Below are some records; output exactly the lines from the line with "storage engine. An" to the line with "resolved by id.", both ends kept, and nothing more.
▼
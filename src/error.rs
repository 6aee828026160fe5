// HTTP API Error Types
use axum::{http::StatusCode, response::IntoResponse, Json};
use serde_json::{json, Value};

/// HTTP API error with appropriate status codes and client-friendly messages
#[derive(Debug)]
pub enum ApiError {
    // 400 Bad Request
    BadRequest(String),
    InvalidIdentifier(String),

    // 401 Unauthorized
    Unauthorized(String),

    // 403 Forbidden
    Forbidden(String),

    // 404 Not Found
    NotFound(String),

    // 500 Internal Server Error
    InternalServerError(String),

    // 503 Service Unavailable
    ServiceUnavailable(String),
}

impl ApiError {
    /// Get HTTP status code
    pub fn status_code(&self) -> u16 {
        match self {
            ApiError::BadRequest(_) => 400,
            ApiError::InvalidIdentifier(_) => 400,
            ApiError::Unauthorized(_) => 401,
            ApiError::Forbidden(_) => 403,
            ApiError::NotFound(_) => 404,
            ApiError::InternalServerError(_) => 500,
            ApiError::ServiceUnavailable(_) => 503,
        }
    }

    /// Get client-safe error message
    pub fn message(&self) -> &str {
        match self {
            ApiError::BadRequest(msg) => msg,
            ApiError::InvalidIdentifier(msg) => msg,
            ApiError::Unauthorized(msg) => msg,
            ApiError::Forbidden(msg) => msg,
            ApiError::NotFound(msg) => msg,
            ApiError::InternalServerError(msg) => msg,
            ApiError::ServiceUnavailable(msg) => msg,
        }
    }

    /// Get error code for client handling
    pub fn error_code(&self) -> &'static str {
        match self {
            ApiError::BadRequest(_) => "BAD_REQUEST",
            ApiError::InvalidIdentifier(_) => "INVALID_IDENTIFIER",
            ApiError::Unauthorized(_) => "UNAUTHORIZED",
            ApiError::Forbidden(_) => "FORBIDDEN",
            ApiError::NotFound(_) => "NOT_FOUND",
            ApiError::InternalServerError(_) => "INTERNAL_SERVER_ERROR",
            ApiError::ServiceUnavailable(_) => "SERVICE_UNAVAILABLE",
        }
    }

    /// Convert to JSON response body
    pub fn to_json(&self) -> Value {
        json!({
            "error": true,
            "message": self.message(),
            "code": self.error_code()
        })
    }
}

// Static constructor methods
impl ApiError {
    pub fn bad_request(message: impl Into<String>) -> Self {
        ApiError::BadRequest(message.into())
    }

    pub fn invalid_identifier(message: impl Into<String>) -> Self {
        ApiError::InvalidIdentifier(message.into())
    }

    pub fn unauthorized(message: impl Into<String>) -> Self {
        ApiError::Unauthorized(message.into())
    }

    pub fn forbidden(message: impl Into<String>) -> Self {
        ApiError::Forbidden(message.into())
    }

    pub fn not_found(message: impl Into<String>) -> Self {
        ApiError::NotFound(message.into())
    }

    pub fn internal_server_error(message: impl Into<String>) -> Self {
        ApiError::InternalServerError(message.into())
    }

    pub fn service_unavailable(message: impl Into<String>) -> Self {
        ApiError::ServiceUnavailable(message.into())
    }
}

// Convert domain error types to ApiError
impl From<crate::authz::AuthzError> for ApiError {
    fn from(err: crate::authz::AuthzError) -> Self {
        match err {
            crate::authz::AuthzError::InvalidIdentifier(id) => {
                ApiError::invalid_identifier(format!("Invalid identifier: {}", id))
            }
            crate::authz::AuthzError::StorageUnavailable(e) => {
                // Fail closed: an unreachable store is never an allow
                tracing::error!("authorization storage error: {}", e);
                ApiError::service_unavailable("Authorization backend unavailable")
            }
        }
    }
}

impl From<crate::database::DatabaseError> for ApiError {
    fn from(err: crate::database::DatabaseError) -> Self {
        match err {
            crate::database::DatabaseError::ConfigMissing(name) => {
                tracing::error!("missing configuration: {}", name);
                ApiError::internal_server_error("Service misconfigured")
            }
            crate::database::DatabaseError::Sqlx(e) => {
                tracing::error!("database error: {}", e);
                ApiError::service_unavailable("Database temporarily unavailable")
            }
        }
    }
}

// Standard error trait implementations
impl std::fmt::Display for ApiError {
    fn fmt(&self, f: &mut std::fmt::Formatter<'_>) -> std::fmt::Result {
        write!(f, "{}", self.message())
    }
}

impl std::error::Error for ApiError {}

// Automatic HTTP response conversion for Axum
impl IntoResponse for ApiError {
    fn into_response(self) -> axum::response::Response {
        let status =
            StatusCode::from_u16(self.status_code()).unwrap_or(StatusCode::INTERNAL_SERVER_ERROR);
        (status, Json(self.to_json())).into_response()
    }
}
use anyhow::Context;
use serde_json::json;

use crate::cli::OutputFormat;

/// Ping a running service's /health endpoint.
pub async fn handle(url: String, output_format: OutputFormat) -> anyhow::Result<()> {
    let endpoint = format!("{}/health", url.trim_end_matches('/'));
    let response = reqwest::get(&endpoint)
        .await
        .with_context(|| format!("failed to reach {}", endpoint))?;

    let status = response.status();
    let body: serde_json::Value = response.json().await.unwrap_or(json!({}));

    match output_format {
        OutputFormat::Json => println!("{}", json!({ "status": status.as_u16(), "body": body })),
        OutputFormat::Text => println!("{} {}", status, body),
    }

    if !status.is_success() {
        anyhow::bail!("service degraded: {}", status);
    }
    Ok(())
}
//! The relations the evaluator operates over, detached from any particular
//! storage engine. An [`AuthzStore`](crate::authz::store::AuthzStore)
//! materializes these per request; evaluation itself is pure.

use std::collections::HashSet;
use uuid::Uuid;

use super::types::{Action, ObjectType};

/// A stored user: internal id, external identity-provider subject, owning
/// organization.
#[derive(Debug, Clone, PartialEq, Eq)]
pub struct UserRecord {
    pub id: Uuid,
    pub auth0_id: String,
    pub organization_id: Uuid,
}

/// An access-controlled object resolved by id.
#[derive(Debug, Clone, PartialEq, Eq)]
pub struct ObjectRecord {
    pub id: Uuid,
    pub object_type: ObjectType,
    pub organization_id: Uuid,
}

/// One permission reachable through some role the user holds.
///
/// A permission either applies to every object of its type within its
/// organization (`applies_to_all`) or to the explicit `object_ids` set.
#[derive(Debug, Clone, PartialEq, Eq)]
pub struct GrantedPermission {
    pub id: Uuid,
    pub organization_id: Uuid,
    pub action: Action,
    pub object_type: ObjectType,
    pub applies_to_all: bool,
    pub object_ids: HashSet<Uuid>,
}

/// Everything needed to answer policy questions for one user: the user row
/// plus the union of permissions across all held roles, loaded in one shot.
#[derive(Debug, Clone)]
pub struct PolicySnapshot {
    pub user: UserRecord,
    pub permissions: Vec<GrantedPermission>,
}
//! Evaluate authorization queries against the live database, the same code
//! path the API handlers use.

use anyhow::Context;
use serde_json::json;

use crate::authz::{self, Action, ObjectType};
use crate::cli::OutputFormat;
use crate::database::Database;

fn connect() -> anyhow::Result<Database> {
    Database::connect().context("failed to configure database (is DATABASE_URL set?)")
}

pub async fn check(
    user: String,
    object_id: String,
    action: String,
    output_format: OutputFormat,
) -> anyhow::Result<()> {
    let action: Action = action.parse().map_err(anyhow::Error::msg)?;
    let db = connect()?;

    let allowed = authz::can_user_perform_action(&db, &user, &object_id, action).await?;

    match output_format {
        OutputFormat::Json => println!(
            "{}",
            json!({ "user": user, "object_id": object_id, "action": action, "allowed": allowed })
        ),
        OutputFormat::Text => {
            let verdict = if allowed { "allowed" } else { "denied" };
            println!("{} on {} for {}: {}", action, object_id, user, verdict);
        }
    }
    Ok(())
}

pub async fn can_create(
    user: String,
    object_type: String,
    output_format: OutputFormat,
) -> anyhow::Result<()> {
    let object_type: ObjectType = object_type.parse().map_err(anyhow::Error::msg)?;
    let db = connect()?;

    let allowed = authz::user_can_create(&db, &user, object_type).await?;

    match output_format {
        OutputFormat::Json => println!(
            "{}",
            json!({ "user": user, "object_type": object_type, "allowed": allowed })
        ),
        OutputFormat::Text => {
            let verdict = if allowed { "allowed" } else { "denied" };
            println!("create {} for {}: {}", object_type, user, verdict);
        }
    }
    Ok(())
}

pub async fn list_read(
    user: String,
    object_type: String,
    output_format: OutputFormat,
) -> anyhow::Result<()> {
    let object_type: ObjectType = object_type.parse().map_err(anyhow::Error::msg)?;
    let db = connect()?;

    let ids = authz::list_objects_user_can_read(&db, &user, object_type).await?;
    let mut ids: Vec<String> = ids.iter().map(|id| id.to_string()).collect();
    ids.sort();

    match output_format {
        OutputFormat::Json => println!(
            "{}",
            json!({ "user": user, "object_type": object_type, "object_ids": ids })
        ),
        OutputFormat::Text => {
            println!("{} readable {}:", ids.len(), object_type);
            for id in ids {
                println!("  {}", id);
            }
        }
    }
    Ok(())
}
▲
**Response to this task:**
//! storage engine. An [`AuthzStore`](crate::authz::store::AuthzStore)
//! materializes these per request; evaluation itself is pure.

use std::collections::HashSet;
use uuid::Uuid;

use super::types::{Action, ObjectType};

/// A stored user: internal id, external identity-provider subject, owning
/// organization.
#[derive(Debug, Clone, PartialEq, Eq)]
pub struct UserRecord {
    pub id: Uuid,
    pub auth0_id: String,
    pub organization_id: Uuid,
}

/// An access-controlled object resolved by id.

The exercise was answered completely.